BagelGame was built against Unity 6.3 LTS, which is when several long-awaited UITK features landed:

  • Custom shader support via USS filters (6.3)
  • World space UI as a first-class feature (6.2/6.3)
  • SVG support integrated natively (no separate package needed)
  • Runtime data binding stabilised

This means the patterns in BagelGame were not possible before mid-2025. Any older UITK tutorials or Stack Overflow answers predate these APIs and should be treated with caution.

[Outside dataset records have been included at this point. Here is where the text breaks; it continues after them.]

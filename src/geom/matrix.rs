//! Column-major 4×4 matrix.

use serde::{Deserialize, Serialize};

use super::Cartesian3;

/// A 4×4 matrix stored column-major: element (row r, column c) lives at
/// index `c * 4 + r`, matching GPU upload order.
#[derive(Debug, Clone, Copy, PartialEq, Serialize, Deserialize)]
pub struct Matrix4(pub [f64; 16]);

impl Default for Matrix4 {
    fn default() -> Self {
        Self::ZERO
    }
}

impl Matrix4 {
    pub const ZERO: Self = Self([0.0; 16]);

    pub const IDENTITY: Self = Self([
        1.0, 0.0, 0.0, 0.0, //
        0.0, 1.0, 0.0, 0.0, //
        0.0, 0.0, 1.0, 0.0, //
        0.0, 0.0, 0.0, 1.0,
    ]);

    /// View matrix from a camera frame.
    ///
    /// The third row is the negated direction: the view frame is
    /// right-handed with the camera looking down −Z. The translation column
    /// moves the camera position to the origin.
    pub fn view(
        position: Cartesian3,
        direction: Cartesian3,
        up: Cartesian3,
        right: Cartesian3,
    ) -> Self {
        let mut m = [0.0; 16];

        m[0] = right.x;
        m[1] = up.x;
        m[2] = -direction.x;
        m[3] = 0.0;
        m[4] = right.y;
        m[5] = up.y;
        m[6] = -direction.y;
        m[7] = 0.0;
        m[8] = right.z;
        m[9] = up.z;
        m[10] = -direction.z;
        m[11] = 0.0;
        m[12] = -right.dot(position);
        m[13] = -up.dot(position);
        m[14] = direction.dot(position);
        m[15] = 1.0;

        Self(m)
    }

    /// Off-center orthographic projection mapping the box
    /// `[left,right] × [bottom,top] × [near,far]` into clip space.
    pub fn orthographic_off_center(
        left: f64,
        right: f64,
        bottom: f64,
        top: f64,
        near: f64,
        far: f64,
    ) -> Self {
        let mut a = 1.0 / (right - left);
        let mut b = 1.0 / (top - bottom);
        let mut c = 1.0 / (far - near);

        let tx = -(right + left) * a;
        let ty = -(top + bottom) * b;
        let tz = -(far + near) * c;

        a *= 2.0;
        b *= 2.0;
        c *= 2.0;

        let mut m = [0.0; 16];
        m[0] = a;
        m[5] = b;
        m[10] = c;
        m[12] = tx;
        m[13] = ty;
        m[14] = tz;
        m[15] = 1.0;

        Self(m)
    }

    /// Affine transform of a point (w = 1, projection row ignored).
    pub fn multiply_by_point(&self, p: Cartesian3) -> Cartesian3 {
        let m = &self.0;
        Cartesian3 {
            x: m[0] * p.x + m[4] * p.y + m[8] * p.z + m[12],
            y: m[1] * p.x + m[5] * p.y + m[9] * p.z + m[13],
            z: m[2] * p.x + m[6] * p.y + m[10] * p.z + m[14],
        }
    }

    /// Full 4×4 product `self × right`.
    pub fn multiply(&self, right: &Self) -> Self {
        let a = &self.0;
        let b = &right.0;
        let mut m = [0.0; 16];

        for col in 0..4 {
            for row in 0..4 {
                m[col * 4 + row] = a[row] * b[col * 4]
                    + a[4 + row] * b[col * 4 + 1]
                    + a[8 + row] * b[col * 4 + 2]
                    + a[12 + row] * b[col * 4 + 3];
            }
        }

        Self(m)
    }
}
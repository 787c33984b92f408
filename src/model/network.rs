//! One pipe network: records plus the spatial index and graph built on them.

use hashbrown::HashMap;
use tracing::{info, warn};

use crate::geom::Cartesian3;
use crate::graph::PipeGraph;
use crate::octree::PointOctree;

use super::{NetworkRecord, PipeEdge, PipeNode};

/// Octree tuning: containment tolerance.
const OCTREE_BIAS: f64 = 0.0;
/// Octree tuning: leaf capacity before a split.
const OCTREE_MAX_POINTS: usize = 100;
/// Octree tuning: subdivision depth cap.
const OCTREE_MAX_DEPTH: usize = 8;

/// A named network (water-supply, rain-supply, sewer, …) owning its edge
/// and node records, one octree over the edge midpoints, and one
/// connectivity graph over the pipe-point identifiers.
///
/// Built once per load cycle and replaced wholesale on reload.
#[derive(Debug, Clone)]
pub struct Network {
    pub name: String,
    pub edges: Vec<PipeEdge>,
    pub nodes: Vec<PipeNode>,
    /// Node lookup by per-network numeric id.
    nodes_by_sm_id: HashMap<i64, usize>,
    /// Edge midpoints → edge index into `edges`.
    octree: PointOctree<usize>,
    /// Per-network connectivity graph.
    graph: PipeGraph<PipeNode, PipeEdge>,
}

impl Network {
    /// Build a network from its records: spatial index over the edge
    /// midpoints, then the connectivity graph.
    ///
    /// Malformed records are reported, not fatal: an edge whose endpoint
    /// node references resolve to nothing contributes no vertex or edge to
    /// the graph, and an edge whose midpoint falls outside the computed
    /// bounds (NaN coordinates) is left out of the index.
    pub fn build(name: impl Into<String>, record: NetworkRecord) -> Self {
        let name = name.into();
        let NetworkRecord { edges, nodes } = record;

        let nodes_by_sm_id: HashMap<i64, usize> =
            nodes.iter().enumerate().map(|(i, n)| (n.sm_id, i)).collect();

        let octree = Self::build_spatial_index(&name, &edges);
        let graph = Self::build_connect_graph(&name, &edges, &nodes, &nodes_by_sm_id);

        Self { name, edges, nodes, nodes_by_sm_id, octree, graph }
    }

    /// Octree over the Cartesian midpoints of all edges. The region is the
    /// midpoint bounding box, so every well-formed edge is insertable.
    fn build_spatial_index(name: &str, edges: &[PipeEdge]) -> PointOctree<usize> {
        let mut min = Cartesian3::new(f64::MAX, f64::MAX, f64::MAX);
        let mut max = Cartesian3::new(-f64::MAX, -f64::MAX, -f64::MAX);

        let centers: Vec<Cartesian3> = edges.iter().map(PipeEdge::center).collect();
        for mid in &centers {
            min = Cartesian3::new(min.x.min(mid.x), min.y.min(mid.y), min.z.min(mid.z));
            max = Cartesian3::new(max.x.max(mid.x), max.y.max(mid.y), max.z.max(mid.z));
        }

        let mut octree =
            PointOctree::new(min, max, OCTREE_BIAS, OCTREE_MAX_POINTS, OCTREE_MAX_DEPTH);

        let mut skipped = 0usize;
        for (i, mid) in centers.into_iter().enumerate() {
            if !octree.put(mid, i) {
                skipped += 1;
            }
        }
        if skipped > 0 {
            warn!(network = name, skipped, "edges outside spatial bounds were not indexed");
        }
        info!(network = name, indexed = octree.point_count(), "spatial index built");

        octree
    }

    /// Connectivity graph: one vertex per pipe-point identifier, one edge
    /// per pipe. Vertices first, then edges, so edge insertion never races
    /// its own endpoints.
    fn build_connect_graph(
        name: &str,
        edges: &[PipeEdge],
        nodes: &[PipeNode],
        nodes_by_sm_id: &HashMap<i64, usize>,
    ) -> PipeGraph<PipeNode, PipeEdge> {
        let mut graph = PipeGraph::new();

        let mut unresolved = 0usize;
        for edge in edges {
            let from = nodes_by_sm_id.get(&edge.sm_from_node).map(|&i| &nodes[i]);
            let to = nodes_by_sm_id.get(&edge.sm_to_node).map(|&i| &nodes[i]);

            match (from, to) {
                (Some(from), Some(to)) => {
                    graph.add_vertex(&edge.plpt0, from.clone());
                    graph.add_vertex(&edge.plpt1, to.clone());
                }
                _ => {
                    unresolved += 1;
                    warn!(
                        network = name,
                        pipe = %edge.pl_id,
                        from = edge.sm_from_node,
                        to = edge.sm_to_node,
                        "edge endpoint node unresolved, edge skipped"
                    );
                }
            }
        }

        for edge in edges {
            // add_edge refuses silently when an endpoint was skipped above.
            graph.add_edge(&edge.plpt0, &edge.plpt1, edge.clone());
        }

        if unresolved > 0 {
            warn!(network = name, unresolved, "edges skipped during graph build");
        }

        graph
    }

    pub fn octree(&self) -> &PointOctree<usize> {
        &self.octree
    }

    pub fn graph(&self) -> &PipeGraph<PipeNode, PipeEdge> {
        &self.graph
    }

    /// Edge record by its per-network numeric id.
    pub fn edge_by_sm_id(&self, sm_id: i64) -> Option<&PipeEdge> {
        self.edges.iter().find(|e| e.sm_id == sm_id)
    }

    /// Node record by its per-network numeric id.
    pub fn node_by_sm_id(&self, sm_id: i64) -> Option<&PipeNode> {
        self.nodes_by_sm_id.get(&sm_id).map(|&i| &self.nodes[i])
    }
}
//! # Pipe Network Data Model
//!
//! Concrete record types for pipes and pipe points, the serde shape of the
//! ingest interface, and the per-network containers (octree + graph) built
//! from them. These types cross every boundary: loader ↔ engine ↔ caller.
//!
//! Design rule: records keep their required fields as typed struct members
//! and carry everything else in an open `extra` side-map, so attribute-rich
//! source data survives the round trip without the engine caring.

pub mod record;
pub mod network;
pub mod source;

pub use record::{
    AttrMap, DataSourceRecord, GeoPoint, NetworkRecord, PipeEdge, PipeNetworksDoc, PipeNode,
};
pub use network::Network;
pub use source::DataSource;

Current UITK Limitations (as of 6.3)

Relevant gaps that BagelGame won't help with because they're engine-level:

  • No dynamic text gradients — static only, or implement via custom text animation
  • Rich text tags (<color>, <link>) can't be targeted by USS — no dynamic styling on inline text
  • No anti-aliasing on VectorImage elements
  • No glow/drop shadow natively — USS filters are the workaround as of 6.3
  • Batching breaks above 6 unique un-atlased textures in a hierarchy

Relationship to This Project

BagelGame is the best available reference for the UITK architecture layer — world space rendering, theming, data binding, shader effects. It is not a reference for the VR interaction layer. The split in this project's architecture mirrors that:

BagelGame covers:        This project must add:
────────────────────     ──────────────────────────
World space UITK panel   Meta Poke Interactable layer
USS theming              ScriptableObject theme presets  
Data binding             VR-specific state (hand pose, etc.)
Shader Graph effects     Quest 2 performance budgeting
Input System (desktop)   Meta SDK input bridge

Clone it, run it, open the USS files and the Panel Settings configuration. Don't treat the C# controllers as copy-paste templates — understand the pattern, then implement it against your own architecture.


Analysis based on the public README, confirmed Unity 6.3 feature set, and official Unity documentation. Internal file structure not verified — clone the repo to inspect actual class names and scene hierarchy.